Key Takeaways from the Requirements Matrix

The full requirements-versus-middleware matrix is in Appendix A of the study. The team's summary findings:

  • Zenoh meets most requirements. Where gaps exist, either the feature is already in development or it can be layered on top of existing Zenoh mechanisms.
  • TCPROS (the ROS 1 transport) also meets most requirements, since it was designed specifically for robotics — but it is a legacy protocol without a path forward.
  • MQTT meets several requirements and is widely used in IoT, but its message size limitations and fully-brokered architecture are poor fits for ROS use cases.
  • ZeroMQ / nng meet a number of requirements and are actively used by Gazebo, but ZeroMQ is fundamentally a toolkit of networking primitives — building a fully-featured middleware on top would require substantial additional development.
  • OPC-UA meets several requirements but uses a brokered architecture and lacks built-in discovery.
  • DDS (the current choice) meets most requirements, but with the documented problems that motivated this study.
  • Kafka is widely used but complex, and its messaging model does not map naturally to ROS concepts.

Conclusion

The study concludes:

"The research has concluded that Zenoh best meets the requirements, and will be chosen as an alternative middleware. Zenoh was also the most-recommended alternative by users. It can be viewed as a modern version of the TCPROS implementation, and meets most of the ROS 2 requirements."

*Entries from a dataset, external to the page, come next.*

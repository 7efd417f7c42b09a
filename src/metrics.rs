//! Prometheus metrics for the HTTP surface.

use axum::{body::Body, http::Request, response::Response};
use lazy_static::lazy_static;
use prometheus::{self, Encoder, HistogramOpts, HistogramVec, IntCounterVec, Opts, Registry};
use tracing::Span;

lazy_static! {
    // Registry for holding metric state
    pub static ref REGISTRY: Registry = Registry::new();
    // Simple request counter
    pub static ref INCOMING_REQUESTS: IntCounterVec = IntCounterVec::new(
        Opts::new("rentalist_incoming_requests", "The number of HTTP requests received"),
        &["http_method"]
    ).unwrap();
    // Request counter by status code
    pub static ref RESPONSE_CODE_COLLECTOR: IntCounterVec = IntCounterVec::new(
        Opts::new("rentalist_outgoing_response", "The number of responses sent."),
        &["status_code"]
    ).unwrap();
    // Request histogram by response time
    pub static ref RESPONSE_TIME_COLLECTOR: HistogramVec = HistogramVec::new(
        HistogramOpts{
            common_opts: Opts::new("rentalist_response_time", "The time taken to respond to each request"),
            buckets: prometheus::DEFAULT_BUCKETS.to_vec(), // Change buckets here if desired
        },
        &[],
    ).unwrap();
}

pub fn register_metrics() {
    REGISTRY
        .register(Box::new(INCOMING_REQUESTS.clone()))
        .unwrap();
    REGISTRY
        .register(Box::new(RESPONSE_CODE_COLLECTOR.clone()))
        .unwrap();
    REGISTRY
        .register(Box::new(RESPONSE_TIME_COLLECTOR.clone()))
        .unwrap();
}

pub async fn metrics_handler() -> String {
    let encoder = prometheus::TextEncoder::new();
    let mut buffer = Vec::new();

    encoder.encode(&REGISTRY.gather(), &mut buffer).unwrap();

    let output = String::from_utf8(buffer.clone()).unwrap();
    buffer.clear();

    output
}

/// Increments the prometheus counter on all incoming requests, labelled by http method
pub fn request_counter(request: &Request<Body>, _span: &Span) {
    INCOMING_REQUESTS
        .with_label_values(&[&request.method().to_string().to_ascii_uppercase()])
        .inc();
}

/// Increment the prometheus counter on all outgoing responses, labelled by status code
pub fn record_response_metrics<B>(
    response: &Response<B>,
    latency: std::time::Duration,
    _span: &Span,
) {
    RESPONSE_CODE_COLLECTOR
        .with_label_values(&[response.status().as_str()])
        .inc();

    RESPONSE_TIME_COLLECTOR
        .with_label_values(&[])
        .observe(latency.as_secs_f64());
}
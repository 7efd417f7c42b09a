//! Command Line Interface (CLI) arguments.

use clap::Parser;

/// Rentalist command line interface
#[derive(Clone, Debug, Parser)]
pub struct CommandLineArgs {
    /// The IP address on which the server should listen
    #[arg(long, default_value = "0.0.0.0", env = "RENTALIST_HOST")]
    pub host: String,
    /// The port to which the server should bind
    #[arg(long, default_value_t = 8081, env = "RENTALIST_PORT")]
    pub port: u16,
    /// Path to the CSV file containing historical trip records
    #[arg(
        long,
        default_value = "resources/Divvy_Trips_2019_Q2",
        env = "RENTALIST_TRIPS_FILE"
    )]
    pub trips_file: String,
    /// URL of the GBFS station information feed
    #[arg(
        long,
        default_value = "https://gbfs.divvybikes.com/gbfs/en/station_information.json",
        env = "RENTALIST_STATION_INFO_URL"
    )]
    pub station_info_url: String,
    /// Shared secret expected as a bearer token on data routes. A placeholder
    /// for a real authentication mechanism.
    #[arg(long, default_value = "insecure-dev-token", env = "RENTALIST_API_TOKEN")]
    pub api_token: String,
    /// Flag indicating whether HTTPS should be used
    #[arg(long, default_value_t = false, env = "RENTALIST_HTTPS")]
    pub https: bool,
    /// Path to the certificate file to be used for HTTPS encryption
    #[arg(
        long,
        default_value = "~/.config/rentalist/certs/cert.pem",
        env = "RENTALIST_CERT_FILE"
    )]
    pub cert_file: String,
    /// Path to the key file to be used for HTTPS encryption
    #[arg(
        long,
        default_value = "~/.config/rentalist/certs/key.pem",
        env = "RENTALIST_KEY_FILE"
    )]
    pub key_file: String,
    /// Maximum time in seconds to wait for operations to complete upon receiving `ctrl+c` signal.
    #[arg(long, default_value_t = 60, env = "RENTALIST_SHUTDOWN_TIMEOUT")]
    pub graceful_shutdown_timeout: u64,
}

/// Returns parsed command line arguments.
pub fn parse() -> CommandLineArgs {
    CommandLineArgs::parse()
}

Zenoh satisfies every Must requirement either natively or through in-development features. It provides built-in discovery via both gossip and UDP multicast, routes across subnets through a Zenoh router, supports shared memory (experimental at the time of the study), and operates peer-to-peer — avoiding the bandwidth amplification of brokered systems. Its dual Apache 2.0 / EPL 2.0 licensing satisfies the permissive OSI requirement, and it already had an existing RMW implementation (rmw_zenoh) maintained at github.com/atolab/rmw_zenoh.

For me, having designed Zenoh precisely to work across the full compute continuum — from microcontrollers to cloud infrastructure — seeing it chosen by the ROS 2 core team as the middleware that "just works" for robotics is a meaningful validation. The problems DDS exposed at scale over eight years are exactly the ones Zenoh was built to avoid from first principles.

The next step, as noted in the study, was to begin design discussions on discourse.ros.org and develop the implementation. That work is now well underway.